Diversité taxonomique

   La diversité taxonomique des assemblages est évaluée sur la base de la classification scientifique des espèces. Trois indices ont été retenus pour décrire cette facette de la diversité :
 La richesse en espèces de l’assemblage (Species Richness, SR), qui est l’évaluation de la diversité biologique la plus couramment utilisée en écologie (Gotelli & Colwell, 2001), notamment pour étudier le fonctionnement des écosystèmes (e.g. Symstad et al., 2003), analyser les patrons de distribution d’espèces à large échelle (e.g. Collen et al., 2014), évaluer les impacts anthropiques sur les milieux naturels (e.g. Chamberlain & Fuller, 2000), ou encore identifier les zones à protéger en priorité (e.g. Trebilco et al., 2011). Une richesse spécifique élevée traduit potentiellement une grande diversité d’habitats et de ressources qu’il est important de protéger (May, 1988 ; Heino, 2002).

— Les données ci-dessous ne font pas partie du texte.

//! The room coordinator: the one place intents turn into state changes.
//!
//! Each intent arrives tagged with the connection that sent it. The
//! coordinator checks preconditions, mutates the affected room under that
//! room's lock, and fans the resulting events out before the lock is
//! released. A failed precondition never touches shared state. The caller
//! alone is told with a `rejected` event; for the quiet intents (draw
//! offers and answers, resign, timeout, leave) the failure is only logged.

use rookery_protocol::{EndReason, Event, Intent, MoveSpec, RejectReason, RoomCode};
use rookery_session::{ConnectionRegistry, Outbox, SessionError};
use rookery_transport::ConnectionId;
use tokio::sync::Mutex;

use crate::{Room, RoomConfig, RoomError, RoomStore, Rules};

/// Routes intents from connections to rooms.
///
/// Shared by every connection task behind an `Arc`. Intents for different
/// rooms proceed in parallel; intents for the same room serialize on that
/// room's lock.
pub struct Coordinator<R: Rules> {
    store: RoomStore<R>,
    registry: Mutex<ConnectionRegistry>,
}

impl<R: Rules> Coordinator<R> {
    pub fn new(config: RoomConfig) -> Self {
        Self {
            store: RoomStore::new(config),
            registry: Mutex::new(ConnectionRegistry::new()),
        }
    }

    pub fn store(&self) -> &RoomStore<R> {
        &self.store
    }

    pub fn config(&self) -> &RoomConfig {
        self.store.config()
    }

    // -----------------------------------------------------------------------
    // Connection lifecycle
    // -----------------------------------------------------------------------

    /// Registers a new connection and the queue its events go to.
    ///
    /// # Errors
    /// [`SessionError::AlreadyRegistered`] if the id is already known.
    pub async fn connect(&self, conn: ConnectionId, outbox: Outbox) -> Result<(), SessionError> {
        self.registry.lock().await.register(conn, outbox)?;
        tracing::info!(conn_id = %conn, "connection opened");
        Ok(())
    }

    /// Tears down a connection whose stream has ended.
    ///
    /// The connection stops receiving events, leaves its room (which tells
    /// the opponent and, mid-game, ends the game in their favor), and is
    /// forgotten. Safe to call for a connection that never joined a room.
    pub async fn disconnect(&self, conn: ConnectionId) {
        if let Err(e) = self.registry.lock().await.mark_closed(conn) {
            tracing::debug!(conn_id = %conn, error = %e, "disconnect for unknown connection");
        }

        match self.leave(conn).await {
            Ok(code) => tracing::info!(conn_id = %conn, %code, "player left on disconnect"),
            Err(RoomError::NotInRoom(_)) => {}
            Err(e) => tracing::warn!(conn_id = %conn, error = %e, "leave on disconnect failed"),
        }

        self.registry.lock().await.remove(&conn);
        tracing::info!(conn_id = %conn, "connection closed");
    }

    // -----------------------------------------------------------------------
    // Intents
    // -----------------------------------------------------------------------

    /// Handles one intent from `conn`.
    ///
    /// Never fails: errors are reported to `conn` (or logged) here.
    pub async fn handle(&self, conn: ConnectionId, intent: Intent) {
        let kind = intent.kind();
        tracing::debug!(conn_id = %conn, kind, "intent received");

        let (result, quiet) = match intent {
            Intent::CreateRoom { display_name } => {
                (self.create_room(conn, &display_name).await.map(drop), false)
            }
            Intent::JoinRoom { code, display_name } => {
                (self.join_room(conn, code, &display_name).await, false)
            }
            Intent::MakeMove(mv) => (self.make_move(conn, mv).await, false),
            Intent::OfferDraw => (self.offer_draw(conn).await, true),
            Intent::RespondDraw { accept } => (self.respond_draw(conn, accept).await, true),
            Intent::Resign => (self.concede(conn, EndReason::Resignation).await, true),
            Intent::ReportTimeout => (self.concede(conn, EndReason::Timeout).await, true),
            Intent::LeaveRoom => (self.leave(conn).await.map(drop), true),
        };

        match result {
            Ok(()) => {}
            Err(e) if quiet => {
                tracing::debug!(conn_id = %conn, kind, error = %e, "intent ignored");
            }
            Err(e) => {
                tracing::debug!(conn_id = %conn, kind, error = %e, "intent rejected");
                self.reject(conn, e.reject_reason()).await;
            }
        }
    }

    /// Sends a `rejected` event to `conn` alone.
    pub async fn reject(&self, conn: ConnectionId, reason: RejectReason) {
        self.registry
            .lock()
            .await
            .send(&conn, Event::Rejected { reason });
    }

    /// Opens a room with `conn` as White.
    pub async fn create_room(
        &self,
        conn: ConnectionId,
        display_name: &str,
    ) -> Result<RoomCode, RoomError> {
        if self.store.room_of(&conn).await.is_some() {
            return Err(RoomError::AlreadyInRoom(conn));
        }
        let outbox = self.outbox_of(conn).await?;
        let name = self.config().display_name(display_name);

        let code = self
            .store
            .create(|code| {
                let (room, events) = Room::open(code, conn, name, outbox);
                room.dispatch(events);
                room
            })
            .await?;
        tracing::info!(conn_id = %conn, %code, "room opened");
        Ok(code)
    }

    /// Seats `conn` as Black in the room with `code`.
    pub async fn join_room(
        &self,
        conn: ConnectionId,
        code: RoomCode,
        display_name: &str,
    ) -> Result<(), RoomError> {
        if self.store.room_of(&conn).await.is_some() {
            return Err(RoomError::AlreadyInRoom(conn));
        }
        let outbox = self.outbox_of(conn).await?;
        let name = self.config().display_name(display_name);

        self.store
            .mutate(&code, |room| {
                let events = room.admit(conn, name, outbox)?;
                room.dispatch(events);
                Ok(())
            })
            .await?;
        tracing::info!(conn_id = %conn, %code, "player joined, game started");
        Ok(())
    }

    pub async fn make_move(&self, conn: ConnectionId, mv: MoveSpec) -> Result<(), RoomError> {
        self.store
            .mutate_for(conn, |room| {
                let events = room.play(conn, mv)?;
                room.dispatch(events);
                Ok(())
            })
            .await
    }

    pub async fn offer_draw(&self, conn: ConnectionId) -> Result<(), RoomError> {
        self.store
            .mutate_for(conn, |room| {
                let events = room.offer_draw(conn)?;
                room.dispatch(events);
                Ok(())
            })
            .await
    }

    pub async fn respond_draw(&self, conn: ConnectionId, accept: bool) -> Result<(), RoomError> {
        self.store
            .mutate_for(conn, |room| {
                let events = room.respond_draw(conn, accept)?;
                room.dispatch(events);
                Ok(())
            })
            .await
    }

    /// Ends `conn`'s game as a loss, by resignation or by timeout.
    pub async fn concede(&self, conn: ConnectionId, reason: EndReason) -> Result<(), RoomError> {
        self.store
            .mutate_for(conn, |room| {
                let events = room.concede(conn, reason)?;
                room.dispatch(events);
                Ok(())
            })
            .await
    }

    /// Takes `conn` out of its room, keeping the connection open.
    ///
    /// Returns the code of the room that was left.
    pub async fn leave(&self, conn: ConnectionId) -> Result<RoomCode, RoomError> {
        self.store
            .mutate_for(conn, |room| {
                let (_seat, events) = room.depart(conn)?;
                room.dispatch(events);
                Ok(room.code().clone())
            })
            .await
    }

    async fn outbox_of(&self, conn: ConnectionId) -> Result<Outbox, RoomError> {
        self.registry
            .lock()
            .await
            .outbox(&conn)
            .ok_or(RoomError::NotConnected(conn))
    }
}

#[cfg(test)]
mod tests {
    //! Unit tests for intent routing. Multi-connection scenarios live in
    //! `tests/coordinator.rs`.

    use rookery_session::outbox;
    use tokio::sync::mpsc::UnboundedReceiver;

    use super::*;
    use crate::StandardChess;

    fn cid(id: u64) -> ConnectionId {
        ConnectionId::new(id)
    }

    async fn connected(
        coordinator: &Coordinator<StandardChess>,
        id: u64,
    ) -> UnboundedReceiver<Event> {
        let (tx, rx) = outbox();
        coordinator.connect(cid(id), tx).await.unwrap();
        rx
    }

    #[tokio::test]
    async fn test_connect_twice_returns_error() {
        let coordinator = Coordinator::<StandardChess>::new(RoomConfig::default());
        let _rx = connected(&coordinator, 1).await;
        let result = coordinator.connect(cid(1), outbox().0).await;
        assert!(matches!(result, Err(SessionError::AlreadyRegistered(_))));
    }

    #[tokio::test]
    async fn test_handle_create_room_sends_room_created() {
        let coordinator = Coordinator::<StandardChess>::new(RoomConfig::default());
        let mut rx = connected(&coordinator, 1).await;

        coordinator
            .handle(cid(1), Intent::CreateRoom { display_name: "A".into() })
            .await;

        match rx.try_recv().unwrap() {
            Event::RoomCreated { code, color } => {
                assert_eq!(color, rookery_protocol::Color::White);
                assert_eq!(coordinator.store().room_of(&cid(1)).await, Some(code));
            }
            other => panic!("expected RoomCreated, got {other:?}"),
        }
    }

    #[tokio::test]
    async fn test_handle_create_room_twice_rejects_already_in_room() {
        let coordinator = Coordinator::<StandardChess>::new(RoomConfig::default());
        let mut rx = connected(&coordinator, 1).await;
        let create = Intent::CreateRoom { display_name: "A".into() };

        coordinator.handle(cid(1), create.clone()).await;
        coordinator.handle(cid(1), create).await;

        assert!(matches!(rx.try_recv().unwrap(), Event::RoomCreated { .. }));
        assert_eq!(
            rx.try_recv().unwrap(),
            Event::Rejected {
                reason: RejectReason::AlreadyInRoom
            }
        );
        assert_eq!(coordinator.store().len().await, 1);
    }

    #[tokio::test]
    async fn test_handle_move_outside_room_rejects_not_in_game() {
        let coordinator = Coordinator::<StandardChess>::new(RoomConfig::default());
        let mut rx = connected(&coordinator, 1).await;

        coordinator
            .handle(cid(1), Intent::MakeMove(MoveSpec::parse("e2", "e4").unwrap()))
            .await;

        assert_eq!(
            rx.try_recv().unwrap(),
            Event::Rejected {
                reason: RejectReason::NotInGame
            }
        );
    }

    #[tokio::test]
    async fn test_handle_resign_outside_room_is_silent() {
        let coordinator = Coordinator::<StandardChess>::new(RoomConfig::default());
        let mut rx = connected(&coordinator, 1).await;

        coordinator.handle(cid(1), Intent::Resign).await;
        coordinator.handle(cid(1), Intent::OfferDraw).await;
        coordinator.handle(cid(1), Intent::RespondDraw { accept: true }).await;
        coordinator.handle(cid(1), Intent::LeaveRoom).await;

        assert!(rx.try_recv().is_err());
    }

    #[tokio::test]
    async fn test_handle_unregistered_connection_cannot_create() {
        let coordinator = Coordinator::<StandardChess>::new(RoomConfig::default());
        let result = coordinator.create_room(cid(1), "A").await;
        assert!(matches!(result, Err(RoomError::NotConnected(_))));
        assert!(coordinator.store().is_empty().await);
    }

    #[tokio::test]
    async fn test_disconnect_waiting_host_deletes_room() {
        let coordinator = Coordinator::<StandardChess>::new(RoomConfig::default());
        let _rx = connected(&coordinator, 1).await;
        let code = coordinator.create_room(cid(1), "A").await.unwrap();

        coordinator.disconnect(cid(1)).await;

        assert!(coordinator.store().get(&code).await.is_none());
        assert!(coordinator.store().room_of(&cid(1)).await.is_none());
    }

    #[tokio::test]
    async fn test_disconnect_without_room_is_noop() {
        let coordinator = Coordinator::<StandardChess>::new(RoomConfig::default());
        let _rx = connected(&coordinator, 1).await;
        coordinator.disconnect(cid(1)).await;
        coordinator.disconnect(cid(1)).await;
        assert!(coordinator.store().is_empty().await);
    }
}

 La rareté moyenne des espèces présentes dans l’assemblage, calculée au moyen d’un indice de rareté basé sur l’occurrence moyenne des différentes espèces (diversité α) à l’échelle de la région étudiée (Rarity Index α, RIα) (Kerr, 1997 ; Fattorini, 2006). Une espèce faiblement présente (i.e. rare) est potentiellement vulnérable, étant donné que, dans ce cas, la disparition locale d’une population peut impliquer l’extinction de l’espèce à l’échelle régionale, nationale, voire mondiale (Davies et al., 2000 ; Fattorini, 2014). Ainsi, une forte concentration locale d’espèces rares représente un fort intérêt de conservation pour la zone concernée (Fattorini et al., 2012 ; Toledo et al., 2014).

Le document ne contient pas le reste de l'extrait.